*Task statement*: Your job is to return every line in the data holding the string "OAuthConfig".

*Data records*:
>>>

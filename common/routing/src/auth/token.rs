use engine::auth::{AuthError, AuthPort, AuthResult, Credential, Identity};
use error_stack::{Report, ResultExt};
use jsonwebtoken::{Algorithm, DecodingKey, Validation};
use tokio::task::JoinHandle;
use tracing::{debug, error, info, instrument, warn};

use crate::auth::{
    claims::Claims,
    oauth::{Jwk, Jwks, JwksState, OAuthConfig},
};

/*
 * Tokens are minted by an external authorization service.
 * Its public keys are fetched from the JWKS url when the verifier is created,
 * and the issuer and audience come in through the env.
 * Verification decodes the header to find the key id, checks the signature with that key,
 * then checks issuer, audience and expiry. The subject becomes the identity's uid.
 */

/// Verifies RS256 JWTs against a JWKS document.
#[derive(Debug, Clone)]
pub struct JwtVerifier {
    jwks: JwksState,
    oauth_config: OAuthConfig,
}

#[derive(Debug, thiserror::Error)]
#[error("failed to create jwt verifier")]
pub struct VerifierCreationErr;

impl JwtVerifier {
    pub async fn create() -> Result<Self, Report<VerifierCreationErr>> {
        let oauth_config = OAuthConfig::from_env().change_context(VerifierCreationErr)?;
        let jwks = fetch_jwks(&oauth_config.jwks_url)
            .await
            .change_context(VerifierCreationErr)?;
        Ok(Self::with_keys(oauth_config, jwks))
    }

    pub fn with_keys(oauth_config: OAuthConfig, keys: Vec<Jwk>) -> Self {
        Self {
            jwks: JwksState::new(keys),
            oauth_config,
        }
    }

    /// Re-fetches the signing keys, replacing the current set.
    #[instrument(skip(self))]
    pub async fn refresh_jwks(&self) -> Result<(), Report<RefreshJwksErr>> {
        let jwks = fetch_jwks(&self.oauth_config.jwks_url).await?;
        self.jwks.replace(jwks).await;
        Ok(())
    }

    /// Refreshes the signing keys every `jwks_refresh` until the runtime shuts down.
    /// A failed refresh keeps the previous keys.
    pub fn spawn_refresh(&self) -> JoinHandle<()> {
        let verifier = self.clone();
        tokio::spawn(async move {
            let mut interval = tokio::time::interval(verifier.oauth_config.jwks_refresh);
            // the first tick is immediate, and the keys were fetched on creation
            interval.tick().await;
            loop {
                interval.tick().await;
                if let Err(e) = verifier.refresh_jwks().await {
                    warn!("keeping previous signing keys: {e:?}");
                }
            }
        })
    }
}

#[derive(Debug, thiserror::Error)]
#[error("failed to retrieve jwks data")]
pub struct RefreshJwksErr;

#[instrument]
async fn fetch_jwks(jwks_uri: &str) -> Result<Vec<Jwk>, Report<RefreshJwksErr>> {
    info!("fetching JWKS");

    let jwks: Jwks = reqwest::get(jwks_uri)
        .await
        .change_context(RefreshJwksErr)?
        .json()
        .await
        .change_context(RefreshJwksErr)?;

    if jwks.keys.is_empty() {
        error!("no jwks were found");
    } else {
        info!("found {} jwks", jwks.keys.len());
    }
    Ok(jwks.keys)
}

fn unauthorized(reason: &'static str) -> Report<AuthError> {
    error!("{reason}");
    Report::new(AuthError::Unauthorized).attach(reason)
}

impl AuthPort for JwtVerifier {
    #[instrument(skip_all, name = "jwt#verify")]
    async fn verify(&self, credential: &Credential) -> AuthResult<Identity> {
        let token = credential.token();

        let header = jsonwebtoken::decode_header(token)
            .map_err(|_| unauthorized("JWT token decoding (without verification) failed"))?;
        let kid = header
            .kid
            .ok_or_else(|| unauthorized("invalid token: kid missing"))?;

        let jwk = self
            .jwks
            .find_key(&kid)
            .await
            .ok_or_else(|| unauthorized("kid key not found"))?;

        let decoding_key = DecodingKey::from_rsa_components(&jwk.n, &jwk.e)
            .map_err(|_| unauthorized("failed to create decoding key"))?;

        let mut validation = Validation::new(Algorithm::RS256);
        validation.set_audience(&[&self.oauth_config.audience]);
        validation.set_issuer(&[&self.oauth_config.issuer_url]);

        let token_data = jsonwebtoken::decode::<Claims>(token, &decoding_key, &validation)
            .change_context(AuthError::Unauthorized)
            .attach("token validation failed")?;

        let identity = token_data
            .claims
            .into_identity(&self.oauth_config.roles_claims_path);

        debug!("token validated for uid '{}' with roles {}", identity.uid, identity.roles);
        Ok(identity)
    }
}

<<<
>>>

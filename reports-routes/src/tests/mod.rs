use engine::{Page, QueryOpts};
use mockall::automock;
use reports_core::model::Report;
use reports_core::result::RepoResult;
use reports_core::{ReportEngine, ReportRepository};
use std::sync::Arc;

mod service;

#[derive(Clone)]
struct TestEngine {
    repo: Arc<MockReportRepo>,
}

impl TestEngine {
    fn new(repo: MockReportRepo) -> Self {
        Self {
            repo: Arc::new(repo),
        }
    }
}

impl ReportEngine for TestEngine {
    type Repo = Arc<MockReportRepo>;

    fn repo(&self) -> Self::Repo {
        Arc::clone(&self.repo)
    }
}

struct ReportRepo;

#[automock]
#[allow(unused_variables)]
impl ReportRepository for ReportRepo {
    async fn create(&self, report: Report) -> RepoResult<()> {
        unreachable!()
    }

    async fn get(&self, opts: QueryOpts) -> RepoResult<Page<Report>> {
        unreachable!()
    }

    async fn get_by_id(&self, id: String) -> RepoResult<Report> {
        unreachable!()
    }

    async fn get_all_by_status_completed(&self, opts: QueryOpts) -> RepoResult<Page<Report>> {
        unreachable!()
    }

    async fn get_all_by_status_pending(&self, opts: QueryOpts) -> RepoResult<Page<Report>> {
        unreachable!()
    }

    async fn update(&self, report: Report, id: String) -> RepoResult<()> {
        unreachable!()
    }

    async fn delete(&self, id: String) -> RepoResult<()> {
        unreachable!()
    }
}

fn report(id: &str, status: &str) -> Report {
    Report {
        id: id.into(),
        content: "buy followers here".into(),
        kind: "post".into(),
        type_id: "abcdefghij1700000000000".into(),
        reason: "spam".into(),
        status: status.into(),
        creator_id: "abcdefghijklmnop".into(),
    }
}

<<<

*Exercise output*:
    oauth::{Jwk, Jwks, JwksState, OAuthConfig},
    oauth_config: OAuthConfig,
        let oauth_config = OAuthConfig::from_env().change_context(VerifierCreationErr)?;
    pub fn with_keys(oauth_config: OAuthConfig, keys: Vec<Jwk>) -> Self {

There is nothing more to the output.